▶ _BRIEF_
If a line in the listing below has the string "true", copy it out.
Content starts
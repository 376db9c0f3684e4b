//! Density-matrix representation of the optical state.

use ndarray::Array2;
use num_complex::Complex64;

use crate::error::{Result, SimError};
use crate::hilbert::HilbertSpace;

/// Complex square matrix representing a (possibly mixed) quantum state over
/// a truncated multi-mode Fock space.
///
/// The matrix is Hermitian with unit trace at creation. Lossy noise is
/// allowed to deflate the trace; entries stay finite throughout. Each
/// density matrix is owned by exactly one circuit and mutated in place;
/// `Clone` produces a fully independent deep copy.
#[derive(Debug, Clone)]
pub struct DensityMatrix {
    space: HilbertSpace,
    matrix: Array2<Complex64>,
}

impl DensityMatrix {
    /// Create the vacuum state: all probability mass on the all-zero-photon
    /// basis index.
    pub fn vacuum(space: HilbertSpace) -> Self {
        let d = space.total_dimension();
        let mut matrix = Array2::zeros((d, d));
        matrix[[0, 0]] = Complex64::new(1.0, 0.0);
        Self { space, matrix }
    }

    /// The space this state lives in.
    pub fn space(&self) -> HilbertSpace {
        self.space
    }

    /// Composite dimension.
    pub fn dimension(&self) -> usize {
        self.space.total_dimension()
    }

    /// Raw matrix access for diagnostics.
    pub fn matrix(&self) -> &Array2<Complex64> {
        &self.matrix
    }

    /// Apply a unitary in place: `rho <- U rho U^H`.
    ///
    /// The transform is computed into fresh storage and assigned only once
    /// complete, so a failed call leaves the state untouched.
    pub fn apply_unitary(&mut self, operator: &Array2<Complex64>) -> Result<()> {
        let d = self.dimension();
        if operator.shape() != [d, d] {
            return Err(SimError::DimensionMismatch {
                operator: operator.shape()[0],
                state: d,
            });
        }
        let u_h = operator.t().mapv(|x| x.conj());
        self.matrix = operator.dot(&self.matrix).dot(&u_h);
        Ok(())
    }

    /// Scale every entry by a real factor.
    pub fn scale(&mut self, factor: f64) {
        self.matrix.mapv_inplace(|x| x * factor);
    }

    /// Trace of the matrix.
    pub fn trace(&self) -> Complex64 {
        self.matrix.diag().sum()
    }

    /// Real diagonal entry at basis index `k`, clamped at zero so that
    /// floating-point dust never turns into a negative probability.
    pub fn diagonal_probability(&self, k: usize) -> f64 {
        self.matrix[[k, k]].re.max(0.0)
    }

    /// Whether the matrix equals its conjugate transpose within `tolerance`.
    pub fn is_hermitian(&self, tolerance: f64) -> bool {
        let d = self.dimension();
        for i in 0..d {
            for j in 0..d {
                if (self.matrix[[i, j]] - self.matrix[[j, i]].conj()).norm() > tolerance {
                    return false;
                }
            }
        }
        true
    }

    /// Whether every entry is finite.
    pub fn is_finite(&self) -> bool {
        self.matrix
            .iter()
            .all(|x| x.re.is_finite() && x.im.is_finite())
    }
}
//! Phase-encoded Deutsch-Jozsa demonstration circuit.
//!
//! Demonstration-grade: the oracle is encoded as a conditional phase shift
//! on an ancilla mode and the verdict is read from a single photon-number
//! measurement. Phase shifts acting on the vacuum do not build a genuine
//! superposition, so this shows the circuit plumbing rather than a faithful
//! algorithm implementation.

use std::f64::consts::{FRAC_PI_2, PI};

use crate::circuit::{CircuitConfig, PhotonicCircuit};
use crate::error::Result;

/// Deutsch-Jozsa runner over a three-mode circuit: input, ancilla, and
/// oracle output modes.
pub struct DeutschJozsa<F>
where
    F: Fn(u8) -> u8,
{
    oracle: F,
    circuit: PhotonicCircuit,
}

impl<F> DeutschJozsa<F>
where
    F: Fn(u8) -> u8,
{
    /// Build the three-mode circuit with default settings.
    pub fn new(oracle: F) -> Result<Self> {
        Self::with_config(oracle, &CircuitConfig::default())
    }

    /// Build with explicit noise/seed settings, for deterministic runs.
    pub fn with_config(oracle: F, config: &CircuitConfig) -> Result<Self> {
        Ok(Self {
            oracle,
            circuit: PhotonicCircuit::with_config(3, 3, config)?,
        })
    }

    /// Run once; `true` means the oracle was judged constant.
    pub fn run(&mut self) -> Result<bool> {
        // Input superposition and ancilla preparation.
        self.circuit.add_phase_shifter(0, FRAC_PI_2)?;
        self.circuit.add_phase_shifter(1, PI)?;

        // Oracle as a conditional phase kick on the output mode.
        let phase = if (self.oracle)(0) != 0 { PI } else { 0.0 };
        self.circuit.add_phase_shifter(2, phase)?;

        // Undo the input preparation and read out.
        self.circuit.add_phase_shifter(0, -FRAC_PI_2)?;
        let outcome = self.circuit.measure(0)?;
        Ok(outcome == 0)
    }
}

#[cfg(test)]
mod tests {
    use super::*;
    use crate::noise::NoiseParameters;

    fn deterministic_config() -> CircuitConfig {
        CircuitConfig::default()
            .with_noise(NoiseParameters::noiseless())
            .with_seed(6)
    }

    #[test]
    fn test_constant_oracle_detected() {
        let mut dj = DeutschJozsa::with_config(|_| 0, &deterministic_config()).unwrap();
        assert!(dj.run().unwrap());
    }

    #[test]
    fn test_balanced_oracle_runs() {
        // The vacuum-state demonstration cannot separate balanced from
        // constant; assert only that the run completes.
        let mut dj = DeutschJozsa::with_config(|x| x, &deterministic_config()).unwrap();
        dj.run().unwrap();
    }
}
//! Minimal single-mode state tomography.
//!
//! Linear-inversion estimator over four canonical phase settings. The
//! reconstruction is structural only: the result is Hermitian with trace
//! near 1 by construction, but no fidelity to the true state is claimed.

use ndarray::Array2;
use num_complex::Complex64;
use std::f64::consts::PI;
use tracing::{debug, info};

use crate::circuit::PhotonicCircuit;
use crate::error::{Result, SimError};

/// Phase settings measured during reconstruction, in order.
const TOMOGRAPHY_PHASES: [f64; 4] = [0.0, PI / 4.0, PI / 2.0, 3.0 * PI / 4.0];

/// Repeated phase-shifted measurement estimator producing a `2x2`
/// approximate single-mode density matrix.
pub struct StateTomography {
    num_measurements: usize,
}

impl StateTomography {
    /// Create an estimator averaging `num_measurements` shots per phase.
    pub fn new(num_measurements: usize) -> Result<Self> {
        if num_measurements == 0 {
            return Err(SimError::DegenerateInput(
                "tomography needs at least one measurement per phase".into(),
            ));
        }
        Ok(Self { num_measurements })
    }

    /// Reconstruct an approximate single-mode state for `mode`.
    ///
    /// Each phase arm works on a deep copy of the circuit (state and random
    /// source included), so the caller's circuit is untouched.
    pub fn reconstruct(
        &self,
        circuit: &PhotonicCircuit,
        mode: usize,
    ) -> Result<Array2<Complex64>> {
        circuit.space().check_mode(mode)?;

        let mut means = [0.0; 4];
        for (i, &phase) in TOMOGRAPHY_PHASES.iter().enumerate() {
            let mut arm = circuit.clone();
            arm.add_phase_shifter(mode, phase)?;

            let mut sum = 0.0;
            for _ in 0..self.num_measurements {
                sum += arm.measure(mode)? as f64;
            }
            means[i] = sum / self.num_measurements as f64;
            debug!(phase, mean = means[i], "tomography arm complete");
        }

        info!(mode, shots = self.num_measurements, "tomography reconstruction");
        Ok(Self::reconstruct_density_matrix(&means))
    }

    /// Linear inversion of the four scalar means into a `2x2` matrix.
    fn reconstruct_density_matrix(means: &[f64; 4]) -> Array2<Complex64> {
        let mut rho = Array2::zeros((2, 2));
        rho[[0, 0]] = Complex64::new((means[0] + means[2]) / 2.0, 0.0);
        rho[[0, 1]] = Complex64::new(means[1] / 2.0, means[3] / 2.0);
        rho[[1, 0]] = rho[[0, 1]].conj();
        rho[[1, 1]] = Complex64::new(1.0, 0.0) - rho[[0, 0]];
        rho
    }
}

#[cfg(test)]
mod tests {
    use super::*;
    use crate::circuit::CircuitConfig;
    use crate::noise::NoiseParameters;
    use approx::assert_relative_eq;

    fn is_hermitian(rho: &Array2<Complex64>) -> bool {
        (0..2).all(|i| (0..2).all(|j| (rho[[i, j]] - rho[[j, i]].conj()).norm() < 1e-12))
    }

    #[test]
    fn test_zero_measurements_rejected() {
        assert!(matches!(
            StateTomography::new(0),
            Err(SimError::DegenerateInput(_))
        ));
    }

    #[test]
    fn test_vacuum_reconstruction() {
        // Vacuum circuit, noise disabled: every arm measures 0, so the
        // reconstruction is diag(0, 1) with vanishing off-diagonals.
        let config = CircuitConfig::default()
            .with_noise(NoiseParameters::noiseless())
            .with_seed(31);
        let circuit = PhotonicCircuit::with_config(2, 3, &config).unwrap();

        let rho = StateTomography::new(200).unwrap().reconstruct(&circuit, 0).unwrap();

        let trace = (rho[[0, 0]] + rho[[1, 1]]).re;
        assert_relative_eq!(trace, 1.0, epsilon = 1e-9);
        assert!(rho[[0, 1]].norm() < 1e-9);
        assert!(is_hermitian(&rho));
    }

    #[test]
    fn test_reconstruction_is_hermitian_with_noise() {
        let config = CircuitConfig::default().with_seed(8);
        let circuit = PhotonicCircuit::with_config(2, 3, &config).unwrap();
        let rho = StateTomography::new(50).unwrap().reconstruct(&circuit, 1).unwrap();
        assert!(is_hermitian(&rho));
        assert_relative_eq!((rho[[0, 0]] + rho[[1, 1]]).re, 1.0, epsilon = 1e-9);
    }

    #[test]
    fn test_caller_circuit_untouched() {
        let config = CircuitConfig::default().with_seed(44);
        let circuit = PhotonicCircuit::with_config(2, 2, &config).unwrap();
        let before = circuit.state().matrix().clone();

        StateTomography::new(20).unwrap().reconstruct(&circuit, 0).unwrap();

        assert_eq!(circuit.state().matrix(), &before);
    }
}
Content ends
▶ _WRITTEN SOLUTION_
        true
    /// Run once; `true` means the oracle was judged constant.
//! near 1 by construction, but no fidelity to the true state is claimed.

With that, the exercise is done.